Editor's Note: This is the first in an occasional series by ESPN FC columnist David Hirshey, a lifelong NYC soccer fan who covered the New York Cosmos beat. David will follow the creation and trajectory of the newest Major League Soccer team, New York City FC, offering his fan's perspective on the fledgling club throughout its maiden season in 2015.

Remember those heady days of NYCFC fandom when we were all sure the newly minted MLS franchise was going to be the Cosmos plus the Yankees plus the Old Knicks plus Studio 54, only with twice the supermodels?

From June to November, there was so much buzz around the club that you'd be forgiven for thinking they'd somehow already run through the league undefeated and possibly won the World Cup, too. It was a golden era in U.S. soccer, one that started with so much promise, it almost makes me nostalgic.

First, they signed the great Spanish striker David Villa, who at 31 was some four or five years younger than the usual international gunslinger MLS was once so hot to recruit. Then they added Frank Lampard, whose name and fame had the kind of mega-wattage that psychologically shaved half a decade off his 36 years. Even a lifelong Arsenal fan like myself had a begrudging respect for "Fat Frank," and as long as he promised never to allow John Terry anywhere near my beloved New York City, I was excited by the prospect of watching him carve up the opposition (not to mention the infield) at Yankee Stadium.

Villa and Lampard. Between them, they have won two Champions League titles, a European Championship and a World Cup! For a fan like me who has been wandering for thirty years in the post-Cosmos valley of death that was New York's professional soccer landscape (sorry, Red Bulls), this was nirvana, the chance to regularly see a high-grade team playing within a 20-minute subway ride of my apartment.

It was almost too good to be true.

NYCFC was pitched to U.S. soccer fans as the next big thing. Instead, it might be the next big farm team.

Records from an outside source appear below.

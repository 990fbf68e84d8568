use std::{collections::HashMap, fmt, fs, path::Path};

use log::{debug, trace};

use crate::{
    Error, Kind, LoadReport, Slot,
    entry::{Line, classify},
    slot::Pending,
};


/// Lifecycle of a [`ParameterStore`].
#[derive(Debug, Clone, Copy, Default, PartialEq, Eq)]
pub enum State {
    /// Declarations are accepted and no input has been loaded yet.
    #[default]
    Declaring,

    /// Input has been loaded; the store is read-only.
    Loaded,
}

impl fmt::Display for State {
    fn fmt(&self, f: &mut fmt::Formatter<'_>) -> fmt::Result {
        match self {
            State::Declaring => f.write_str("declaring"),
            State::Loaded => f.write_str("loaded"),
        }
    }
}

/// A registry of named parameters bound to caller-owned storage.
///
/// The store holds mutable borrows of the declared variables for its whole
/// lifetime, so the caller reads the loaded values back once the store has
/// been dropped.
///
/// # Lifecycle
///
/// Parameters are declared first, then a single successful [`load`] fills
/// every declared parameter present in the input. After that the store is
/// [`State::Loaded`] and both further declarations and further loads fail
/// with [`Error::InvalidState`]. A failed load leaves the store declaring.
///
/// [`load`]: ParameterStore::load
#[derive(Debug, Default)]
pub struct ParameterStore<'a> {
    slots: HashMap<String, Slot<'a>>,
    state: State,
}

impl<'a> ParameterStore<'a> {
    /// Creates an empty store ready for declarations.
    #[must_use]
    pub fn new() -> Self {
        Self::default()
    }

    /// Declares a parameter named `name` that writes into `storage`.
    ///
    /// The storage type decides the parameter's [`Kind`].
    ///
    /// # Errors
    ///
    /// Returns [`Error::DuplicateName`] if `name` is already declared, or
    /// [`Error::InvalidState`] if the store has already been loaded.
    pub fn declare(
        &mut self,
        storage: impl Into<Slot<'a>>,
        name: impl Into<String>,
    ) -> Result<(), Error> {
        self.ensure_declaring("declare")?;

        let name = name.into();
        if self.slots.contains_key(&name) {
            return Err(Error::DuplicateName(name));
        }

        let slot = storage.into();
        trace!("declared {} parameter `{name}`", slot.kind());
        self.slots.insert(name, slot);
        Ok(())
    }

    /// Loads parameter values from the file at `path`.
    ///
    /// Bytes that are not valid UTF-8 are replaced with `U+FFFD`, so they only
    /// cause an error when they appear in the value of a declared entry.
    /// See [`load_str`](Self::load_str) for the parsing rules.
    ///
    /// # Errors
    ///
    /// Returns [`Error::FileNotFound`] if the file cannot be opened or read,
    /// plus any error [`load_str`](Self::load_str) can return. No storage is
    /// written when an error is returned.
    pub fn load(&mut self, path: impl AsRef<Path>) -> Result<LoadReport, Error> {
        self.ensure_declaring("load")?;

        let path = path.as_ref();
        let bytes = fs::read(path).map_err(|source| Error::FileNotFound {
            path: path.to_path_buf(),
            source,
        })?;

        debug!("loading parameters from {}", path.display());
        self.load_str(&String::from_utf8_lossy(&bytes))
    }

    /// Loads parameter values from key/value text.
    ///
    /// Every entry whose key is declared is converted to the declared kind.
    /// If a key repeats, its last entry is the one converted. Values are
    /// committed only after all of them convert, so a failed load leaves
    /// every slot untouched.
    ///
    /// # Errors
    ///
    /// Returns [`Error::Parse`] for the earliest line whose value cannot be
    /// converted, or [`Error::InvalidState`] if the store was already loaded.
    pub fn load_str(&mut self, text: &str) -> Result<LoadReport, Error> {
        self.ensure_declaring("load")?;

        let text = text.strip_prefix('\u{feff}').unwrap_or(text);

        let mut staged = HashMap::new();
        let mut ignored = 0;

        for (index, line) in text.lines().enumerate() {
            let (name, raw) = match classify(line) {
                Line::Blank | Line::Comment => continue,
                Line::Unrecognized => {
                    debug!("skipping unrecognized line {}: {line:?}", index + 1);
                    continue;
                }
                Line::Entry { name, raw } => (name, raw),
            };

            if !self.slots.contains_key(name) {
                trace!("ignoring undeclared key `{name}`");
                ignored += 1;
                continue;
            }

            staged.insert(name, (raw, index + 1));
        }

        let mut report = LoadReport {
            ignored,
            ..LoadReport::default()
        };
        let mut pending = Vec::with_capacity(staged.len());
        let mut failure: Option<(usize, Error)> = None;

        for (name, slot) in &mut self.slots {
            let Some(&(raw, line)) = staged.get(name.as_str()) else {
                report.missing.push(name.clone());
                continue;
            };

            let kind = slot.kind();
            match slot.prepare(raw) {
                Some(value) => {
                    debug!("{name} = {raw}");
                    pending.push(value);
                    report.assigned.push(name.clone());
                }
                None if failure.as_ref().is_some_and(|(first, _)| *first <= line) => {}
                None => {
                    let err = Error::Parse {
                        name: name.clone(),
                        raw: raw.to_owned(),
                        kind,
                        line,
                    };
                    failure = Some((line, err));
                }
            }
        }

        if let Some((_, err)) = failure {
            return Err(err);
        }

        pending.into_iter().for_each(Pending::commit);

        report.assigned.sort();
        report.missing.sort();

        self.state = State::Loaded;
        Ok(report)
    }

    /// Returns the store's lifecycle state.
    #[must_use]
    pub fn state(&self) -> State {
        self.state
    }

    /// Returns `true` once input has been loaded.
    #[must_use]
    pub fn is_loaded(&self) -> bool {
        self.state == State::Loaded
    }

    /// Returns `true` if `name` has been declared.
    #[must_use]
    pub fn is_declared(&self, name: &str) -> bool {
        self.slots.contains_key(name)
    }

    /// Returns the kind of the parameter named `name`, if declared.
    #[must_use]
    pub fn kind_of(&self, name: &str) -> Option<Kind> {
        self.slots.get(name).map(Slot::kind)
    }

    /// Returns an iterator over the declared names, in no particular order.
    pub fn names(&self) -> impl Iterator<Item = &str> {
        self.slots.keys().map(String::as_str)
    }

    /// Returns the number of declared parameters.
    #[must_use]
    pub fn len(&self) -> usize {
        self.slots.len()
    }

    /// Returns `true` if nothing has been declared.
    #[must_use]
    pub fn is_empty(&self) -> bool {
        self.slots.is_empty()
    }

    fn ensure_declaring(&self, operation: &'static str) -> Result<(), Error> {
        match self.state {
            State::Declaring => Ok(()),
            state => Err(Error::InvalidState { operation, state }),
        }
    }
}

When I told my friends that I had become a proud season-ticket holder of NYCFC, they regarded me with the type of bemused looks that one saves for a Spurs fan. You know: an idiot. How could a hard-core Gooner align himself with a team that was funded by Sheikh Mansour, owner of one of Arsenal's main rivals, Manchester City, and whose mantra since buying the club has been "whoever pays the most, wins?"

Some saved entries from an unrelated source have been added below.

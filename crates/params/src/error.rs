use std::{io, path::PathBuf};

use thiserror::Error;

use crate::{Kind, State};

/// Errors that can occur when declaring or loading parameters.
#[derive(Debug, Error)]
pub enum Error {
    /// The parameter file does not exist or could not be read.
    #[error("cannot read parameter file `{}`", .path.display())]
    FileNotFound {
        path: PathBuf,
        #[source]
        source: io::Error,
    },

    /// A declared parameter's value could not be converted to its kind.
    ///
    /// Loading stops at the first such entry and no slot is written.
    #[error("line {line}: cannot parse `{raw}` as {kind} for parameter `{name}`")]
    Parse {
        name: String,
        raw: String,
        kind: Kind,
        line: usize,
    },

    /// The name was already declared on this store.
    #[error("parameter `{0}` is already declared")]
    DuplicateName(String),

    /// The operation is not allowed in the store's current state.
    #[error("cannot {operation} once the store is {state}")]
    InvalidState {
        operation: &'static str,
        state: State,
    },
}
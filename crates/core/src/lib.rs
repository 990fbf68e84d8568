//! Core traits and types shared by the objective evaluator crates.
//!
//! - [`Model`] — a deterministic callable mapping a typed input to a typed output
//! - [`Snapshot`] — a captured input/output pair from a model call

mod model;

pub use model::{Model, Snapshot};
//! # objective-eval
//!
//! Reads a proposed point from a parameter file, evaluates a benchmark
//! surface there, and writes the value where the optimizer expects it.
//!
//! ```sh
//! printf 'x_coord=0.5\ny_coord=1.0\n' > input.txt
//! objective-eval --surface bowl
//! cat data/output.dat
//! ```
//!
//! Logging goes to stderr and is controlled with `RUST_LOG`.

use std::{error::Error, path::PathBuf, process::ExitCode};

use clap::Parser;
use log::debug;

use objective_eval::{
    DEFAULT_INPUT, DEFAULT_OUTPUT_DIR, DEFAULT_OUTPUT_FILE, RunConfig, RunError, run,
};
use objective_surfaces::Surface;

#[derive(Parser, Debug)]
#[command(name = "objective-eval", version)]
#[command(about = "Evaluate a benchmark surface at the point given in a parameter file")]
struct Cli {
    /// Parameter file providing `x_coord` and `y_coord`
    #[arg(short, long, default_value = DEFAULT_INPUT)]
    input: PathBuf,

    /// Surface to evaluate (see --list-surfaces)
    #[arg(short, long, default_value_t = Surface::default())]
    surface: Surface,

    /// Directory that receives the output file, created if absent
    #[arg(long, default_value = DEFAULT_OUTPUT_DIR)]
    output_dir: PathBuf,

    /// Name of the output file inside the output directory
    #[arg(long, default_value = DEFAULT_OUTPUT_FILE)]
    output_file: PathBuf,

    /// Print the available surfaces and exit
    #[arg(long)]
    list_surfaces: bool,
}

impl From<Cli> for RunConfig {
    fn from(cli: Cli) -> Self {
        Self {
            input: cli.input,
            output_dir: cli.output_dir,
            output_file: cli.output_file,
            surface: cli.surface,
        }
    }
}

fn main() -> ExitCode {
    env_logger::Builder::from_env(env_logger::Env::default().default_filter_or("warn")).init();

    let cli = Cli::parse();
    debug!("{cli:?}");

    if cli.list_surfaces {
        for surface in Surface::ALL {
            let modality = if surface.is_multimodal() {
                "multimodal"
            } else {
                "unimodal"
            };
            println!("{:<20} {:<11} {}", surface.name(), modality, surface.description());
        }
        return ExitCode::SUCCESS;
    }

    match run(&RunConfig::from(cli)) {
        Ok(evaluation) => {
            println!("val = {}", evaluation.value());
            println!("Value written to {}", evaluation.output_path.display());
            ExitCode::SUCCESS
        }
        Err(err) => {
            report(&err);
            ExitCode::FAILURE
        }
    }
}

/// Prints the error and its chain of causes to stderr.
fn report(err: &RunError) {
    eprintln!("error: {err}");

    let mut source = err.source();
    while let Some(cause) = source {
        eprintln!("  caused by: {cause}");
        source = cause.source();
    }
}
//! Evaluates a benchmark surface at a point proposed by an external optimizer.
//!
//! A run reads `x_coord` and `y_coord` from a parameter file, evaluates the
//! configured [`Surface`], and writes the value to `data/output.dat` (by
//! default) for the optimizer to read back.
//!
//! Each run is independent. Concurrent runs against the same output path race
//! and the last writer wins.
//!
//! [`Surface`]: objective_surfaces::Surface

mod config;
mod error;
mod run;

pub use config::{DEFAULT_INPUT, DEFAULT_OUTPUT_DIR, DEFAULT_OUTPUT_FILE, RunConfig};
pub use error::RunError;
pub use run::{Evaluation, X_COORD, Y_COORD, read_coordinate, run, write_output};
use std::f64::consts::FRAC_PI_2;

/// `sin(6x) + sin(6y) − (x − π/2)² − (y − π/2)²`
#[must_use]
pub fn wavy_offset(x: f64, y: f64) -> f64 {
    axis(x) + axis(y)
}

fn axis(t: f64) -> f64 {
    (6.0 * t).sin() - (t - FRAC_PI_2).powi(2)
}
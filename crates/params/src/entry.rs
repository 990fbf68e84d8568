/// A single line of a parameter file, classified.
#[derive(Debug, Clone, Copy, PartialEq, Eq)]
pub(crate) enum Line<'t> {
    Blank,
    Comment,
    Entry { name: &'t str, raw: &'t str },
    Unrecognized,
}

/// Classifies one line of input text.
///
/// Entries are `name = value` with optional surrounding whitespace. A line
/// without `=` is an entry only when it is a `name value` pair whose value is
/// a single token, optionally followed by a `#` or `//` comment, so prose that
/// happens to start with a parameter name is not mistaken for an entry.
pub(crate) fn classify(line: &str) -> Line<'_> {
    let line = line.trim();

    if line.is_empty() {
        return Line::Blank;
    }
    if is_comment(line) {
        return Line::Comment;
    }

    let (name, raw) = match line.split_once('=') {
        Some((name, raw)) => (name.trim(), raw.trim()),
        None => match split_pair(line) {
            Some(pair) => pair,
            None => return Line::Unrecognized,
        },
    };

    if name.is_empty() || raw.is_empty() {
        Line::Unrecognized
    } else {
        Line::Entry { name, raw }
    }
}

fn is_comment(text: &str) -> bool {
    text.starts_with('#') || text.starts_with("//")
}

/// Splits `name value [comment]`, keeping only the single value token.
fn split_pair(line: &str) -> Option<(&str, &str)> {
    let (name, rest) = line.split_once(char::is_whitespace)?;
    let rest = rest.trim_start();
    let (value, tail) = rest
        .split_once(char::is_whitespace)
        .map_or((rest, ""), |(value, tail)| (value, tail.trim_start()));

    (tail.is_empty() || is_comment(tail)).then_some((name, value))
}
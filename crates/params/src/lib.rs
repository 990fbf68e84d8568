//! Named, typed parameters bound to caller-owned storage.
//!
//! A [`ParameterStore`] decouples the values a program needs from the way they
//! are written down. Callers declare each parameter by lending the store a
//! mutable reference to the variable that should receive it, then load a
//! key/value text file exactly once:
//!
//! ```
//! use objective_params::ParameterStore;
//!
//! let mut x = 0.0;
//! let mut label = String::new();
//!
//! let mut store = ParameterStore::new();
//! store.declare(&mut x, "x_coord").unwrap();
//! store.declare(&mut label, "label").unwrap();
//!
//! let report = store
//!     .load_str("# proposed point\nx_coord=0.500000\nunused = 3\n")
//!     .unwrap();
//! assert!(report.is_missing("label"));
//!
//! drop(store);
//! assert_eq!(x, 0.5);
//! assert!(label.is_empty());
//! ```
//!
//! # Input format
//!
//! One entry per line as `name = value`, with optional whitespace around each
//! part. A whitespace-separated `name value` pair is accepted as well.
//! Blank lines and lines starting with `#` or `//` are skipped, and keys with
//! no matching declaration are ignored so one file can serve many programs.

mod entry;
mod error;
mod report;
mod slot;
mod store;

pub use error::Error;
pub use report::LoadReport;
pub use slot::{Kind, Slot};
pub use store::{ParameterStore, State};
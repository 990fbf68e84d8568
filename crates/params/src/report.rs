/// Summary of a successful load.
///
/// Names are sorted so reports are stable across runs.
#[derive(Debug, Clone, Default, PartialEq, Eq)]
pub struct LoadReport {
    pub(crate) assigned: Vec<String>,
    pub(crate) missing: Vec<String>,
    pub(crate) ignored: usize,
}

impl LoadReport {
    /// Declared parameters that received a value.
    #[must_use]
    pub fn assigned(&self) -> &[String] {
        &self.assigned
    }

    /// Declared parameters absent from the input, whose storage was left as is.
    #[must_use]
    pub fn missing(&self) -> &[String] {
        &self.missing
    }

    /// Number of entries whose key had no declaration.
    #[must_use]
    pub fn ignored(&self) -> usize {
        self.ignored
    }

    /// Returns `true` if the named parameter received a value.
    #[must_use]
    pub fn is_assigned(&self, name: &str) -> bool {
        self.assigned.iter().any(|n| n == name)
    }

    /// Returns `true` if the named parameter was declared but not in the input.
    #[must_use]
    pub fn is_missing(&self, name: &str) -> bool {
        self.missing.iter().any(|n| n == name)
    }
}
//! Regular expressions accepted as terminal patterns.
//!
//! Surface syntax is whatever `regex-syntax` understands; the parsed HIR is
//! lowered into [`RegexNode`], a small tree over characters that the
//! Thompson construction consumes. Anchors and word boundaries have no
//! meaning inside a token and are rejected, as are patterns that match the
//! empty string.

use crate::error::ConfigError;
use regex_automata::util::syntax;
use regex_syntax::hir::{Class, Hir, HirKind};

/// Repetition bounds above this are rejected instead of expanded.
pub const MAX_REPEAT: u32 = 1000;

/// A lowered regular expression.
#[derive(Debug, Clone, PartialEq, Eq)]
pub enum RegexNode {
    /// Matches the empty string.
    Empty,
    /// A fixed sequence of characters.
    Literal(Vec<char>),
    /// Any character in one of the inclusive ranges. Empty matches nothing.
    Class(Vec<(char, char)>),
    Concat(Vec<RegexNode>),
    Alt(Vec<RegexNode>),
    Star(Box<RegexNode>),
    Plus(Box<RegexNode>),
    Optional(Box<RegexNode>),
}

impl RegexNode {
    /// Can this expression match the empty string?
    pub fn nullable(&self) -> bool {
        match self {
            RegexNode::Empty => true,
            RegexNode::Literal(cs) => cs.is_empty(),
            RegexNode::Class(_) => false,
            RegexNode::Concat(parts) => parts.iter().all(RegexNode::nullable),
            RegexNode::Alt(parts) => parts.iter().any(RegexNode::nullable),
            RegexNode::Star(_) | RegexNode::Optional(_) => true,
            RegexNode::Plus(sub) => sub.nullable(),
        }
    }
}

/// Parses and lowers `pattern`.
pub fn parse(pattern: &str) -> Result<RegexNode, ConfigError> {
    if pattern.is_empty() {
        return Err(ConfigError::EmptyPattern);
    }
    let hir = syntax::parse_with(pattern, &syntax::Config::new()).map_err(|e| {
        ConfigError::InvalidRegex {
            pattern: pattern.into(),
            source: Box::new(e),
        }
    })?;
    let node = lower(&hir, pattern)?;
    if node.nullable() {
        return Err(ConfigError::NullablePattern(pattern.into()));
    }
    Ok(node)
}

/// Escapes `text` so that it matches itself literally.
pub fn escape(text: &str) -> String {
    regex_syntax::escape(text)
}

fn unsupported(pattern: &str, what: impl Into<smartstring::alias::String>) -> ConfigError {
    ConfigError::UnsupportedRegex {
        pattern: pattern.into(),
        what: what.into(),
    }
}

fn lower(hir: &Hir, pattern: &str) -> Result<RegexNode, ConfigError> {
    Ok(match hir.kind() {
        HirKind::Empty => RegexNode::Empty,
        HirKind::Literal(lit) => {
            let text = std::str::from_utf8(&lit.0)
                .map_err(|_| unsupported(pattern, "literal is not valid UTF-8"))?;
            RegexNode::Literal(text.chars().collect())
        }
        HirKind::Class(Class::Unicode(class)) => RegexNode::Class(
            class
                .ranges()
                .iter()
                .map(|r| (r.start(), r.end()))
                .collect(),
        ),
        HirKind::Class(Class::Bytes(class)) => {
            if class.ranges().iter().any(|r| r.end() > 0x7F) {
                return Err(unsupported(pattern, "byte class outside ASCII"));
            }
            RegexNode::Class(
                class
                    .ranges()
                    .iter()
                    .map(|r| (char::from(r.start()), char::from(r.end())))
                    .collect(),
            )
        }
        HirKind::Look(look) => {
            return Err(unsupported(pattern, format!("assertion {look:?}")));
        }
        HirKind::Repetition(rep) => {
            let sub = lower(&rep.sub, pattern)?;
            repeat(sub, rep.min, rep.max, pattern)?
        }
        HirKind::Capture(cap) => lower(&cap.sub, pattern)?,
        HirKind::Concat(parts) => RegexNode::Concat(
            parts
                .iter()
                .map(|p| lower(p, pattern))
                .collect::<Result<_, _>>()?,
        ),
        HirKind::Alternation(parts) => RegexNode::Alt(
            parts
                .iter()
                .map(|p| lower(p, pattern))
                .collect::<Result<_, _>>()?,
        ),
    })
}

/// Expands `sub{min,max}` into star/plus/optional and concatenation.
fn repeat(
    sub: RegexNode,
    min: u32,
    max: Option<u32>,
    pattern: &str,
) -> Result<RegexNode, ConfigError> {
    if min > MAX_REPEAT || max.is_some_and(|m| m > MAX_REPEAT) {
        return Err(unsupported(
            pattern,
            format!("repetition bound above {MAX_REPEAT}"),
        ));
    }
    Ok(match (min, max) {
        (0, None) => RegexNode::Star(Box::new(sub)),
        (1, None) => RegexNode::Plus(Box::new(sub)),
        (0, Some(1)) => RegexNode::Optional(Box::new(sub)),
        (_, Some(0)) => RegexNode::Empty,
        (1, Some(1)) => sub,
        (n, None) => {
            let mut parts = vec![sub.clone(); n as usize - 1];
            parts.push(RegexNode::Plus(Box::new(sub)));
            RegexNode::Concat(parts)
        }
        (n, Some(m)) => {
            let mut parts = vec![sub.clone(); n as usize];
            parts.extend(std::iter::repeat_n(
                RegexNode::Optional(Box::new(sub)),
                (m - n) as usize,
            ));
            RegexNode::Concat(parts)
        }
    })
}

I'll admit to a soupcon of queasiness about the close association with the cash-drenched arrivistes. In their ongoing quest for world domination, Manchester City have won two of the past three Premier League titles while serving as the gleaming hood ornament for Financial Fair Play. Plus, anyone who gainfully employs Samir Nasri has no place in my Arsenal-besotted heart.

But NYCFC would be a totally different proposition. Sure, there would be some synergy between the clubs, but the New York team would have its own separate, distinctive identity. Man City's chief executive Ferran Soriano said so himself during his stirring Declaration of Soccer Independence address at the club's launch last May.

"This is not a Manchester City team or a brand play or a marketing trick," he assured the fans and assembled media. "This is about building an authentic New York team."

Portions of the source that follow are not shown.